Una tragedia francesa

Karl Marx fue un economista mediocre y un mal profeta. Pero tenía estilo y sentido de la fórmula. La semana pasada, en mi columna, cité su famoso aforismo sobre «los hombres hacen su propia historia, pero no la hacen a su libre arbitrio». Esta semana, debido a la extrema agitación que vive la sociedad francesa, me viene a la mente y se impone otra famosa cita de Marx: «La historia -escribió- se repite dos veces, la primera como tragedia y la segunda como farsa». En su mente y en el momento en que la escribió, la farsa era el golpe de Estado del futuro Napoleón III que, en 1851, decidió proclamarse emperador igual que había hecho, una generación antes, su ilustre tío, Napoleón I.

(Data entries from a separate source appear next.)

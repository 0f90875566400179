//! Merge throughput on replicas of growing size.

use criterion::{BenchmarkId, Criterion, Throughput, black_box, criterion_group, criterion_main};
use std::sync::Arc;
use vaultsync_merge::{MergeConfig, MergeMode, Merger};
use vaultsync_model::{Database, Entry, Group};
use vaultsync_types::{ManualClock, NodeId};

// =============================================================================
// Test Data Generation
// =============================================================================

/// A replica with `groups` groups of `per_group` entries each, and a copy
/// of it where every other entry was edited a second later.
fn diverged_pair(groups: usize, per_group: usize) -> (Database, Database) {
    let clock = Arc::new(ManualClock::at(2020, 1, 1, 0, 0, 0));
    let mut base = Database::with_clock(clock.clone());
    let root = base.root();
    let mut entries: Vec<NodeId> = Vec::with_capacity(groups * per_group);
    for g in 0..groups {
        let group = base
            .add_group(root, Group::new(format!("group {g}"), base.now()))
            .unwrap();
        for e in 0..per_group {
            let mut entry = Entry::new(base.now());
            entry.set_title(format!("entry {g}.{e}"));
            entries.push(base.add_entry(group, entry).unwrap());
        }
    }

    let mut source = base.clone();
    clock.advance_seconds(1);
    for id in entries.iter().step_by(2) {
        source.update_entry(*id, |e| e.set_password("rotated")).unwrap();
    }
    (source, base)
}

// =============================================================================
// Merge Benchmarks
// =============================================================================

fn bench_merge(c: &mut Criterion) {
    let mut group = c.benchmark_group("merge");

    for size in [10usize, 100, 1000] {
        let (source, target) = diverged_pair(size / 10, 10);
        group.throughput(Throughput::Elements(size as u64));

        for mode in [MergeMode::KeepNewer, MergeMode::Synchronize] {
            let config = MergeConfig::forced(mode);
            group.bench_with_input(
                BenchmarkId::new(format!("{mode:?}"), size),
                &size,
                |b, _| {
                    b.iter(|| {
                        let mut target = target.clone();
                        let report = Merger::new(&source, &mut target)
                            .with_config(&config)
                            .merge()
                            .unwrap();
                        black_box(report)
                    });
                },
            );
        }
    }

    group.finish();
}

fn bench_noop_merge(c: &mut Criterion) {
    let mut group = c.benchmark_group("noop_merge");

    for size in [100usize, 1000] {
        let (source, _) = diverged_pair(size / 10, 10);
        let mut target = source.clone();
        group.bench_with_input(BenchmarkId::from_parameter(size), &size, |b, _| {
            b.iter(|| black_box(Merger::new(&source, &mut target).merge().unwrap()));
        });
    }

    group.finish();
}

criterion_group!(benches, bench_merge, bench_noop_merge);
criterion_main!(benches);
//! Revision history reconciliation.
//!
//! Snapshots are keyed by their last-modification time at serialized
//! precision. Two snapshots with the same key are taken to be the same
//! revision, whichever replica they came from.

use chrono::{DateTime, Utc};
use std::collections::BTreeMap;
use vaultsync_model::Entry;
use vaultsync_types::{CompareOptions, Precision};

fn key(entry: &Entry) -> DateTime<Utc> {
    entry.time_info().last_modification_time(Precision::Serialized)
}

/// Combines the histories of two versions of the same entry.
///
/// `target` is the version that stays live. Its history seeds the result;
/// source snapshots fill in revisions the target lacks; the older of the two
/// live states becomes a snapshot too, unless its revision is already
/// present. Returns the new history, oldest first, or `None` when the newest
/// `max_items` positions match what `target` already holds.
#[must_use]
pub fn merge_history(source: &Entry, target: &Entry, max_items: usize) -> Option<Vec<Entry>> {
    let mut merged: BTreeMap<DateTime<Utc>, Entry> = BTreeMap::new();
    for item in target.history() {
        merged.insert(key(item), item.snapshot());
    }
    for item in source.history() {
        merged.entry(key(item)).or_insert_with(|| item.snapshot());
    }

    let target_time = key(target);
    let source_time = key(source);
    if target_time < source_time {
        merged.entry(target_time).or_insert_with(|| target.snapshot());
    } else if target_time > source_time {
        merged.entry(source_time).or_insert_with(|| source.snapshot());
    }

    let updated: Vec<Entry> = merged.into_values().collect();
    let current = target.history();
    let changed = (1..=max_items).any(|back| {
        let old = current.len().checked_sub(back).map(|i| &current[i]);
        let new = updated.len().checked_sub(back).map(|i| &updated[i]);
        match (old, new) {
            (None, None) => false,
            (Some(old), Some(new)) => !old.equals(new, CompareOptions::IGNORE_MILLISECONDS),
            _ => true,
        }
    });
    changed.then_some(updated)
}
//! Error types for the replica model.

use thiserror::Error;
use vaultsync_types::NodeId;

/// Result type for model operations.
pub type ModelResult<T> = Result<T, ModelError>;

/// Structural errors raised by replica mutations.
#[derive(Debug, Error, PartialEq, Eq)]
pub enum ModelError {
    /// No live entry with this identifier.
    #[error("entry not found: {0}")]
    EntryNotFound(NodeId),

    /// No live group with this identifier.
    #[error("group not found: {0}")]
    GroupNotFound(NodeId),

    /// The identifier is already taken by a live node.
    #[error("duplicate node id: {0}")]
    DuplicateId(NodeId),

    /// The move would place a group beneath itself.
    #[error("moving group {group} under {parent} would create a cycle")]
    Cycle { group: NodeId, parent: NodeId },

    /// The root group cannot be moved, replaced or removed.
    #[error("the root group cannot be moved or removed")]
    RootImmutable,

    /// A replacement carried a different identifier than the node it replaces.
    #[error("replacement for {expected} carries id {found}")]
    IdMismatch { expected: NodeId, found: NodeId },

    /// Loaded data violates a tree invariant.
    #[error("inconsistent replica: {0}")]
    Inconsistent(String),
}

Si ahora aplicamos el aforismo marxista a la situación francesa, podríamos enriquecerlo señalando que entre nosotros la Historia no se repite dos, sino diez veces. Porque los franceses viven con la nostalgia de la toma de la Bastilla y nunca dejan de revivir aquella revolución de 1789, cada vez que el Gobierno les da la oportunidad.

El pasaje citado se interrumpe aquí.